Keluarga itu tengah asyik menimakmati teh di sore hari. Abu Jbarah dan anak serta istrinya sekadar melepas penat setelah dikurung oleh ganasnya agresi Israel. Baru di kamp pengungsian itu mereka bisa beristirahat sejenak. Mereka mengumpulkan kayu bakar untuk menghangatkan tubuh, karena di pusat Jalur Gaza cuaca tengah dingin.
Tiba-tiba dari udara, sebuah kapal tempur melesat cepat. Abu Jbarah dan empat orang anaknya belum sempat melihat kapal itu, namun detik berikutnya tubuh mereka hancur berkeping-keping. Pesawat tempur itu menghamburkan misil yang langsung menghajar rumah penampungan yang dipakai keluarga itu. Dua orang lainnya terluka parah. Ali Jbarah, salah satu anak Abu Jbarah, yang juga terluka parah, mengenang peristiwa itu.
Ali mengatakan bahwa peristiwa itu terjadi Senin malam, beberapa hari yang lalu. "Kakak saya bahkan tengah bersiap meninabobokan anak perempuannya yang berumur 10 tahun. Ketika ia menuju kamar anak perempuannya itu, roket itu menghantam kami. Kakak saya langsung syahid, ia meninggalkan seorang seorang anak perempuan dan laki-laki." Ali mengenang, matanya berkaca-kaca.

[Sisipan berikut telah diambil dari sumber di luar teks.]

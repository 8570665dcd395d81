pub mod cursor;
pub mod migrations;
pub mod models;
pub mod pagination;
pub mod pool;
pub mod queries;
pub mod router;

use std::path::PathBuf;

use anyhow::{Result, bail};
use futures_util::future::join_all;
use tracing::{debug, info};

use parley_types::ChatError;

pub use cursor::Cursor;
pub use models::NewMessage;
pub use pagination::{DEFAULT_PAGE_SIZE, HistoryFilter, MAX_PAGE_SIZE, clamp_limit};
pub use pool::{PoolSettings, ShardPool};
pub use router::{RoutingKey, shard_index};

/// Owns one connection pool per shard and routes keys to them.
///
/// The shard count is fixed at construction. Pools are closed by
/// [`ShardRouter::close`] and, failing that, when the router is dropped.
pub struct ShardRouter {
    shards: Vec<ShardPool>,
}

impl ShardRouter {
    /// Open a pool per shard file, in order. Position in `paths` is the
    /// shard index and must stay stable across restarts.
    pub fn open(paths: &[PathBuf], settings: &PoolSettings) -> Result<Self> {
        if paths.is_empty() {
            bail!("at least one shard is required");
        }

        let shards = paths
            .iter()
            .enumerate()
            .map(|(index, path)| ShardPool::open(index, path, settings.clone()))
            .collect::<Result<Vec<_>>>()?;

        info!("Shard router ready with {} shards", shards.len());
        Ok(Self { shards })
    }

    pub fn shard_count(&self) -> usize {
        self.shards.len()
    }

    pub fn shards(&self) -> &[ShardPool] {
        &self.shards
    }

    pub fn resolve(&self, key: RoutingKey<'_>) -> &ShardPool {
        let index = shard_index(key.as_str(), self.shards.len());
        debug!("{:?} routed to shard {}", key, index);
        &self.shards[index]
    }

    pub fn shard_for_channel(&self, channel_id: &str) -> &ShardPool {
        self.resolve(RoutingKey::Channel(channel_id))
    }

    pub fn shard_for_user(&self, user_id: &str) -> &ShardPool {
        self.resolve(RoutingKey::User(user_id))
    }

    /// Ping every shard concurrently; reports the first failing shard.
    pub async fn ping_all(&self) -> Result<(), ChatError> {
        let results = join_all(self.shards.iter().map(|shard| shard.ping())).await;
        for (index, result) in results.into_iter().enumerate() {
            if let Err(e) = result {
                return Err(ChatError::transient(format!(
                    "shard {} health check failed: {}",
                    index, e
                )));
            }
        }
        Ok(())
    }

    pub fn close(&self) {
        for shard in &self.shards {
            shard.close();
        }
    }
}

impl Drop for ShardRouter {
    fn drop(&mut self) {
        self.close();
    }
}
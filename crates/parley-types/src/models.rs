use chrono::{DateTime, Utc};
use serde::{Deserialize, Serialize};

/// Message type assigned when a create request leaves it blank.
pub const DEFAULT_MESSAGE_TYPE: &str = "text";

/// A stored channel message. Immutable once created.
///
/// Ids are opaque strings generated by the store; timestamps are assigned by
/// the store at nanosecond precision and are never taken from the caller.
#[derive(Debug, Clone, PartialEq, Eq, Serialize, Deserialize)]
pub struct Message {
    pub id: String,
    pub channel_id: String,
    pub user_id: String,
    pub content: String,
    pub message_type: String,
    pub created_at: DateTime<Utc>,
    pub updated_at: DateTime<Utc>,
    /// Never sent over the wire.
    #[serde(skip)]
    pub idempotency_key: Option<String>,
}

#[derive(Debug, Clone, PartialEq, Eq, Serialize, Deserialize)]
pub struct Channel {
    pub id: String,
    pub name: String,
    /// "public", "private" or "dm"
    #[serde(rename = "type")]
    pub channel_type: String,
    pub created_by: String,
    pub created_at: DateTime<Utc>,
    pub updated_at: DateTime<Utc>,
}

#[derive(Debug, Clone, PartialEq, Eq, Serialize, Deserialize)]
pub struct ChannelMember {
    pub channel_id: String,
    pub user_id: String,
    pub role: String,
    pub joined_at: DateTime<Utc>,
}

Jbarah hanya salah satu dari keluarga yang tinggal di pengungsian itu. Di sana ada 18 orang dewasa dan 4 orang anak kecil. Keluarga Jihad yang terdiri dari Basel (21), Usama (30), dan Jihad ( 53 tahun) sang ayah, tubuhnya hancur berkeping saat itu juga, di depan mata si bungsu yang baru berumur 6 tahunan. "Ayahku telah pergi ke surga," ujarnya getir namun masih terdengar gagah, sambil berdiri di atas reruntuhan kayu yang dipakai duduk oleh almarhum ayah, kakak, dan pamannya. Kayu itu berserakan karena hantaman misil Israel.
Bassam al-Krunz, seorang pengungsi di Kamp al-Bureij, berkata, "Kami ini pendukung Fatah, tapi kamipun menjadi korban seperti ini. Saya tidak bsia membayangkan bagaimana saudara-saudara kami yang berhubungan dan mendukung Hamas." (sa/imemc)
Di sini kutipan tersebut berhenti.